Professor Mike Yongjun Tan discusses how the Institute for Frontier Materials is contributing to corrosion research and industry with their new corrosion protection technologies.
Biocorrosion and degradation
Our research in this area focuses on the development of biomaterials and generating new knowledge about the corrosion of materials in a physiological environment. Current projects focus on magnesium and titanium alloys and their use as scaffolds, coronary stents and medical implants.
Pipelines, sensors and monitoring
As a major partner in the Energy Pipelines CRC, our research focuses on determining the mechanisms of pipeline failure and methods of prevention. Projects involve developing sensors and detection methods for corrosion in areas that are difficult to access and investigating the effect of railway currents on cathodic protection methods. Together, these projects aim to improve energy pipeline industry inspection, repair and maintenance practices and to inform the relevant Australian standards.
Rare earth and ionic liquid inhibitors
Magnesium and aluminium alloys suffer severe corrosion in saline environments. Rare earth inhibitors offer significant corrosion protection and our group is carrying out ongoing research to fully understand how they work.
Ionic liquids are being investigated as corrosion inhibiting films on Mg and Al alloys. Successful surface films have been formed and the influence of chemistry, applied potential, temperature and time are being investigated.

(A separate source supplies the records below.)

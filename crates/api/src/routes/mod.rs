//! API routes.

pub mod health;
pub mod inquiries;
pub mod redirect;

use axum::{
    routing::{get, post},
    Router,
};
use telemetry::metrics;
use tower_http::{
    compression::CompressionLayer,
    cors::{Any, CorsLayer},
    trace::TraceLayer,
};
use tracing::warn;

use gateway_core::{Error, Result};

use crate::state::AppState;

/// Creates the API router.
pub fn router(state: AppState) -> Router {
    let cors = CorsLayer::new()
        .allow_origin(Any)
        .allow_methods(Any)
        .allow_headers(Any);

    Router::new()
        .route("/out/:slug", get(redirect::redirect_handler))
        .route("/api/inquiries", post(inquiries::inquiry_handler))
        .route("/health", get(health::health_handler))
        .route("/health/ready", get(health::ready_handler))
        .route("/health/live", get(health::live_handler))
        .layer(CompressionLayer::new())
        .layer(TraceLayer::new_for_http())
        .layer(cors)
        .with_state(state)
}

/// Hard gate for fields with no legitimate use for code-like content.
///
/// A signature match rejects the whole request. The caller sees a
/// plain validation failure; the category and field land in the log.
pub(crate) fn scan_gated_field(field: &str, value: &str) -> Result<()> {
    if let Some(hit) = guard::detect(value) {
        metrics().threats_blocked.inc();
        warn!(
            field = %field,
            category = hit.category.as_str(),
            severity = hit.severity.as_str(),
            "threat signature matched in gated field"
        );
        return Err(Error::threat(hit.category.as_str(), field));
    }
    Ok(())
}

Our group has a strong focus on the forming of durable superhydrophobic/superoleophobic coatings from water media through assembly of low surface energy substances. Such coatings can be applied to a range of materials to enhance corrosion protection. We have recently developed new coatings with improved strength and durability.
Novel sensor to detect pipeline corrosion
A new corrosion sensor developed by IFM researchers offers exciting potential as an effective way to detect and prevent dangerous corrosion in underground pipelines. This new sensor is being developed by a research team led by Professors Mike Tan and Maria Forsyth, and supported by the Energy Pipeline Cooperative Research Centre.
The sensor simulates the conditions occurring at typical corrosion defects and measures corrosion rates electrochemically. The sensor can check remotely every day and identify localised corrosion in its early stages, before potential catastrophes could occur.
Dr Mike (Yongjun) Tan has over 25 years of research, teaching and industry engagement experience in the field of applied electrochemistry and corrosion technologies. Currently Dr Tan's teaching and research are associated with the Deakin Corrosion Engineering laboratory at our Waurn Ponds Campus. Major activities include the management of a National Centre of Excellence in Desalination (NCEDA) project on smart material for corrosion management, and leading the Energy Pipeline Cooperative Research Centre (EPCRC) program and projects.